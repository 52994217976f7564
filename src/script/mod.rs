//! Compliance script model and retrieval

pub mod schema;
pub mod store;

pub use schema::{Line, Script, Section};
pub use store::{FileScriptStore, HttpScriptStore, ScriptError, ScriptStore};
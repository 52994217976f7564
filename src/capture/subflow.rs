//! Document capture sub-flow
//!
//! `Idle -> Capturing -> Captured -> (retake -> Capturing | confirm -> Confirmed)`.
//! At most one unconfirmed image exists at a time. A retake only ever removes
//! the most recent image of the active type, and leaving the interaction
//! before confirming discards the pending image, so `images()` holds
//! confirmed captures only.

use base64::engine::general_purpose::STANDARD;
use base64::Engine as _;
use chrono::Utc;
use serde::{Deserialize, Serialize};
use thiserror::Error;

use super::traits::Frame;

/// Image type used when a capture line names no document
pub const DEFAULT_IMAGE_TYPE: &str = "document";

/// Capture sub-flow errors
#[derive(Error, Debug, Clone, PartialEq, Eq)]
pub enum CaptureError {
    #[error("cannot {action} while {state}")]
    InvalidTransition { action: &'static str, state: &'static str },

    #[error("image encoding failed: {0}")]
    Encode(String),

    #[error("frame snapshot failed: {0}")]
    Snapshot(String),
}

/// A captured document image
#[derive(Debug, Clone, PartialEq, Eq, Serialize, Deserialize)]
pub struct CapturedImage {
    #[serde(rename = "type")]
    pub image_type: String,

    /// Milliseconds since the Unix epoch
    pub timestamp: i64,

    /// `data:image/png;base64,...` URL
    #[serde(rename = "data")]
    pub image_data: String,
}

#[derive(Debug, Clone, PartialEq, Eq)]
pub enum CaptureState {
    Idle,
    Capturing { image_type: String },
    Captured { image_type: String },
    Confirmed { image_type: String },
}

impl CaptureState {
    fn name(&self) -> &'static str {
        match self {
            CaptureState::Idle => "idle",
            CaptureState::Capturing { .. } => "capturing",
            CaptureState::Captured { .. } => "captured",
            CaptureState::Confirmed { .. } => "confirmed",
        }
    }
}

/// Derive the image type from a line's `action_required` tag.
///
/// `show-document-A` becomes `document-A`, `show_pan` becomes `pan`.
pub fn image_type_for(action: Option<&str>) -> String {
    let Some(action) = action.map(str::trim).filter(|a| !a.is_empty()) else {
        return DEFAULT_IMAGE_TYPE.to_string();
    };

    let stripped = action
        .strip_prefix("show-")
        .or_else(|| action.strip_prefix("show_"))
        .unwrap_or(action);

    if stripped.is_empty() {
        DEFAULT_IMAGE_TYPE.to_string()
    } else {
        stripped.to_string()
    }
}

/// Encode an RGBA frame as a PNG data URL
pub fn encode_frame(frame: &Frame) -> Result<String, CaptureError> {
    let mut png_bytes = Vec::new();
    {
        let mut encoder = png::Encoder::new(&mut png_bytes, frame.width, frame.height);
        encoder.set_color(png::ColorType::Rgba);
        encoder.set_depth(png::BitDepth::Eight);

        let mut writer = encoder
            .write_header()
            .map_err(|e| CaptureError::Encode(e.to_string()))?;
        writer
            .write_image_data(&frame.rgba)
            .map_err(|e| CaptureError::Encode(e.to_string()))?;
        writer
            .finish()
            .map_err(|e| CaptureError::Encode(e.to_string()))?;
    }

    Ok(format!("data:image/png;base64,{}", STANDARD.encode(&png_bytes)))
}

/// Owns the session's captured images and the capture interaction state
#[derive(Debug)]
pub struct CaptureSubflow {
    state: CaptureState,
    images: Vec<CapturedImage>,
}

impl CaptureSubflow {
    pub fn new() -> Self {
        Self {
            state: CaptureState::Idle,
            images: Vec::new(),
        }
    }

    pub fn state(&self) -> &CaptureState {
        &self.state
    }

    /// Image type of the active capture, if any
    pub fn active_type(&self) -> Option<&str> {
        match &self.state {
            CaptureState::Idle => None,
            CaptureState::Capturing { image_type }
            | CaptureState::Captured { image_type }
            | CaptureState::Confirmed { image_type } => Some(image_type),
        }
    }

    pub fn is_confirmed(&self) -> bool {
        matches!(self.state, CaptureState::Confirmed { .. })
    }

    /// Start capturing for the document named by `action`.
    ///
    /// Images captured for earlier documents are left untouched.
    pub fn begin(&mut self, action: Option<&str>) -> String {
        self.discard_pending();

        let image_type = image_type_for(action);
        tracing::info!("Capture requested for '{}'", image_type);
        self.state = CaptureState::Capturing {
            image_type: image_type.clone(),
        };
        image_type
    }

    /// Snapshot `frame` into a new pending image
    pub fn capture(&mut self, frame: &Frame) -> Result<&CapturedImage, CaptureError> {
        let CaptureState::Capturing { image_type } = &self.state else {
            return Err(CaptureError::InvalidTransition {
                action: "capture",
                state: self.state.name(),
            });
        };
        let image_type = image_type.clone();

        let image = CapturedImage {
            image_type: image_type.clone(),
            timestamp: Utc::now().timestamp_millis(),
            image_data: encode_frame(frame)?,
        };
        tracing::debug!("Captured '{}' ({}x{})", image_type, frame.width, frame.height);

        self.images.push(image);
        self.state = CaptureState::Captured { image_type };
        Ok(&self.images[self.images.len() - 1])
    }

    /// Discard the pending image and capture again
    pub fn retake(&mut self) -> Result<(), CaptureError> {
        let CaptureState::Captured { image_type } = &self.state else {
            return Err(CaptureError::InvalidTransition {
                action: "retake",
                state: self.state.name(),
            });
        };
        let image_type = image_type.clone();

        self.remove_latest(&image_type);
        tracing::debug!("Retaking '{}'", image_type);

        self.state = CaptureState::Capturing { image_type };
        Ok(())
    }

    /// Accept the pending image
    pub fn confirm(&mut self) -> Result<(), CaptureError> {
        let CaptureState::Captured { image_type } = &self.state else {
            return Err(CaptureError::InvalidTransition {
                action: "confirm",
                state: self.state.name(),
            });
        };
        tracing::info!("Capture '{}' confirmed", image_type);

        self.state = CaptureState::Confirmed {
            image_type: image_type.clone(),
        };
        Ok(())
    }

    /// Leave the capture interaction.
    ///
    /// Confirmed images are kept; an unconfirmed one is dropped.
    pub fn close(&mut self) {
        self.discard_pending();
        self.state = CaptureState::Idle;
    }

    fn discard_pending(&mut self) {
        if let CaptureState::Captured { image_type } = &self.state {
            let image_type = image_type.clone();
            tracing::warn!("Discarding unconfirmed capture '{}'", image_type);
            self.remove_latest(&image_type);
        }
    }

    fn remove_latest(&mut self, image_type: &str) {
        if let Some(index) = self.images.iter().rposition(|i| i.image_type == image_type) {
            self.images.remove(index);
        }
    }

    pub fn images(&self) -> &[CapturedImage] {
        &self.images
    }
}

impl Default for CaptureSubflow {
    fn default() -> Self {
        Self::new()
    }
}
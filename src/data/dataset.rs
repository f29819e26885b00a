// ============================================================
// Layer 4 — TreeDataset
// ============================================================
// The parsed corpus, owned in memory. The trainer reshuffles it
// in place at the start of every epoch with the run's seeded
// StdRng; stats() summarises its shape for the load-time log.

use rand::{seq::SliceRandom, Rng};

use crate::domain::syntax_tree::SyntaxTree;

/// An ordered collection of parsed trees with ids assigned.
pub struct TreeDataset {
    trees: Vec<SyntaxTree>,
}

impl TreeDataset {
    pub fn new(trees: Vec<SyntaxTree>) -> Self { Self { trees } }

    pub fn len(&self) -> usize { self.trees.len() }

    pub fn is_empty(&self) -> bool { self.trees.is_empty() }

    pub fn trees(&self) -> &[SyntaxTree] { &self.trees }

    /// Reorder the trees in place (Fisher-Yates).
    pub fn shuffle<R: Rng + ?Sized>(&mut self, rng: &mut R) {
        self.trees.shuffle(rng);
    }

    pub fn stats(&self) -> CorpusStats {
        let mut stats = CorpusStats {
            trees:          self.trees.len(),
            nodes:          0,
            internal_nodes: 0,
            max_branching:  0,
            min_depth:      usize::MAX,
            max_depth:      0,
        };
        for tree in &self.trees {
            stats.nodes          += tree.num_nodes();
            stats.internal_nodes += tree.num_internal_nodes();
            stats.max_branching   = stats.max_branching.max(tree.max_branch_count());
            stats.min_depth       = stats.min_depth.min(tree.min_depth());
            stats.max_depth       = stats.max_depth.max(tree.max_depth());
        }
        if self.trees.is_empty() {
            stats.min_depth = 0;
        }
        stats
    }
}

/// Shape summary of a corpus, logged at load time.
#[derive(Debug, Clone, PartialEq, Eq)]
pub struct CorpusStats {
    pub trees:          usize,
    pub nodes:          usize,
    pub internal_nodes: usize,
    pub max_branching:  usize,
    pub min_depth:      usize,
    pub max_depth:      usize,
}
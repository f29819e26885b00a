// ============================================================
// Layer 6 — Model Store
// ============================================================
// One checkpoint file holds everything needed to predict:
//
//   line 1   JSON CheckpointHeader
//              format_version
//              vocabulary   (tokens in id order)
//              config       (SentimentModelConfig)
//   "\n"
//   rest     Burn NamedMpk record of the model weights
//
// Loading must go in that order: the vocabulary size and the
// config decide every parameter shape, so the module is built
// from them first and the weights are poured in afterwards.
//
// Writes go to "<path>.tmp" and are renamed over the target, so
// an interrupted save never leaves a half-written checkpoint.

use anyhow::{anyhow, bail, Context, Result};
use burn::{
    prelude::*,
    record::{FullPrecisionSettings, NamedMpkBytesRecorder, Recorder},
};
use serde::{Deserialize, Serialize};
use std::{
    fs,
    io::Write,
    path::{Path, PathBuf},
};

use crate::domain::vocabulary::Vocabulary;
use crate::ml::model::{SentimentModel, SentimentModelConfig};

pub const CHECKPOINT_FORMAT_VERSION: u32 = 1;

type WeightRecorder = NamedMpkBytesRecorder<FullPrecisionSettings>;

#[derive(Debug, Clone, Serialize, Deserialize)]
pub struct CheckpointHeader {
    pub format_version: u32,
    pub vocabulary:     Vec<String>,
    pub config:         SentimentModelConfig,
}

/// A model rebuilt from disk together with its frozen vocabulary.
pub struct LoadedModel<B: Backend> {
    pub vocabulary: Vocabulary,
    pub config:     SentimentModelConfig,
    pub model:      SentimentModel<B>,
}

#[derive(Debug, Clone)]
pub struct ModelStore {
    path: PathBuf,
}

impl ModelStore {
    pub fn new(path: impl Into<PathBuf>) -> Self {
        Self { path: path.into() }
    }

    pub fn path(&self) -> &Path {
        &self.path
    }

    pub fn save<B: Backend>(
        &self,
        model:      &SentimentModel<B>,
        config:     &SentimentModelConfig,
        vocabulary: &Vocabulary,
    ) -> Result<()> {
        let header = CheckpointHeader {
            format_version: CHECKPOINT_FORMAT_VERSION,
            vocabulary:     vocabulary.tokens().to_vec(),
            config:         config.clone(),
        };
        let header = serde_json::to_string(&header).context("Cannot serialise checkpoint header")?;

        let weights = <WeightRecorder as Recorder<B>>::record(
            &WeightRecorder::default(),
            model.clone().into_record(),
            (),
        )
        .map_err(|e| anyhow!("Cannot serialise model weights: {e:?}"))?;

        let tmp = self.tmp_path();
        {
            let mut f = fs::File::create(&tmp)
                .with_context(|| format!("Cannot create '{}'", tmp.display()))?;
            f.write_all(header.as_bytes())?;
            f.write_all(b"\n")?;
            f.write_all(&weights)?;
            f.flush()?;
        }
        fs::rename(&tmp, &self.path)
            .with_context(|| format!("Cannot move checkpoint into '{}'", self.path.display()))?;

        tracing::debug!(
            "Saved checkpoint '{}' ({} words, {} weight bytes)",
            self.path.display(),
            vocabulary.len(),
            weights.len(),
        );
        Ok(())
    }

    pub fn load<B: Backend>(&self, device: &B::Device) -> Result<LoadedModel<B>> {
        let bytes = fs::read(&self.path)
            .with_context(|| format!("Cannot read model file '{}'", self.path.display()))?;

        let split = bytes
            .iter()
            .position(|&b| b == b'\n')
            .ok_or_else(|| anyhow!("'{}' is not a model checkpoint", self.path.display()))?;
        let (header, weights) = (&bytes[..split], &bytes[split + 1..]);

        let header: CheckpointHeader = serde_json::from_slice(header)
            .with_context(|| format!("Corrupt checkpoint header in '{}'", self.path.display()))?;
        if header.format_version != CHECKPOINT_FORMAT_VERSION {
            bail!(
                "Unsupported checkpoint version {} (expected {})",
                header.format_version,
                CHECKPOINT_FORMAT_VERSION
            );
        }

        // 1. vocabulary
        let vocabulary = Vocabulary::from_tokens(header.vocabulary)
            .ok_or_else(|| anyhow!("Corrupt vocabulary in '{}'", self.path.display()))?;

        // 2. hyperparameters
        let config = header.config;
        if config.vocab_size != vocabulary.len() {
            bail!(
                "Checkpoint config expects {} words but the vocabulary has {}",
                config.vocab_size,
                vocabulary.len()
            );
        }
        config.validate()?;

        // 3. weights
        let record = <WeightRecorder as Recorder<B>>::load(&WeightRecorder::default(), weights.to_vec(), device)
            .map_err(|e| anyhow!("Cannot load model weights: {e:?}"))?;
        let model = config.init::<B>(device).load_record(record);

        tracing::info!(
            "Loaded model '{}' ({} words, node dim {})",
            self.path.display(),
            vocabulary.len(),
            config.node_embedding_dim,
        );
        Ok(LoadedModel { vocabulary, config, model })
    }

    fn tmp_path(&self) -> PathBuf {
        let mut name = self.path.clone().into_os_string();
        name.push(".tmp");
        PathBuf::from(name)
    }
}

// ─── Unit Tests ───────────────────────────────────────────────────────────────
#[cfg(test)]
mod tests {
    use super::*;
    use crate::domain::syntax_tree::SyntaxTree;
    use burn::backend::NdArray;

    type TestBackend = NdArray;

    fn vocab_with(words: &[&str]) -> Vocabulary {
        let mut vocab = Vocabulary::new();
        for w in words {
            vocab.convert(w);
        }
        vocab
    }

    fn weights(model: &SentimentModel<TestBackend>) -> Vec<f32> {
        model
            .leaves
            .embedding
            .weight
            .val()
            .into_data()
            .to_vec::<f32>()
            .unwrap()
    }

    #[test]
    fn test_round_trip_restores_vocabulary_config_and_weights() {
        let dir = tempfile::tempdir().unwrap();
        let store = ModelStore::new(dir.path().join("sentiment.model"));
        let device = Default::default();

        let vocab = vocab_with(&["2", "good", "movie"]);
        let config = SentimentModelConfig::new(vocab.len())
            .with_word_embedding_dim(4)
            .with_node_embedding_dim(4)
            .with_final_hidden_dim(3);
        let model = config.init::<TestBackend>(&device);
        store.save(&model, &config, &vocab).unwrap();
        assert!(!store.tmp_path().exists());

        let loaded = store.load::<TestBackend>(&device).unwrap();
        assert_eq!(loaded.vocabulary.len(), vocab.len());
        assert_eq!(loaded.vocabulary.tokens(), vocab.tokens());
        assert!(loaded.vocabulary.is_frozen());
        assert_eq!(loaded.config.vocab_size, config.vocab_size);
        assert_eq!(loaded.config.node_embedding_dim, 4);
        assert_eq!(weights(&loaded.model), weights(&model));
    }

    #[test]
    fn test_loaded_model_scores_like_the_saved_one() {
        let dir = tempfile::tempdir().unwrap();
        let store = ModelStore::new(dir.path().join("m.bin"));
        let device = Default::default();

        let mut vocab = Vocabulary::new();
        let mut tree = SyntaxTree::parse("(3 (2 good) (1 movie))", &mut vocab).unwrap().unwrap();
        tree.assign_node_ids(0);

        let config = SentimentModelConfig::new(vocab.len())
            .with_word_embedding_dim(4)
            .with_node_embedding_dim(4)
            .with_final_hidden_dim(3);
        let model = config.init::<TestBackend>(&device);
        store.save(&model, &config, &vocab).unwrap();
        let loaded = store.load::<TestBackend>(&device).unwrap();

        let before = model.score(&tree).unwrap().unwrap().predictions().unwrap();
        let after  = loaded.model.score(&tree).unwrap().unwrap().predictions().unwrap();
        assert_eq!(before.len(), after.len());
        for (a, b) in before.iter().zip(&after) {
            for (x, y) in a.probabilities.iter().zip(&b.probabilities) {
                assert!((x - y).abs() < 1e-6);
            }
        }
    }

    #[test]
    fn test_missing_file_is_an_error() {
        let dir = tempfile::tempdir().unwrap();
        let store = ModelStore::new(dir.path().join("nope.model"));
        let err = store.load::<TestBackend>(&Default::default()).err().unwrap();
        assert!(format!("{err:#}").contains("Cannot read model file"));
    }

    #[test]
    fn test_rejects_foreign_file() {
        let dir = tempfile::tempdir().unwrap();
        let path = dir.path().join("junk.model");
        fs::write(&path, b"{\"format_version\": 1}\nxyz").unwrap();
        assert!(ModelStore::new(&path).load::<TestBackend>(&Default::default()).is_err());

        fs::write(&path, b"no newline at all").unwrap();
        assert!(ModelStore::new(&path).load::<TestBackend>(&Default::default()).is_err());
    }
}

☆ ☆ ☆

### WORK TASK
Copy out each line of the material in which the word "push" turns up.

### RESPONSE BOX
        self.images.push(image);
        name.push(".tmp");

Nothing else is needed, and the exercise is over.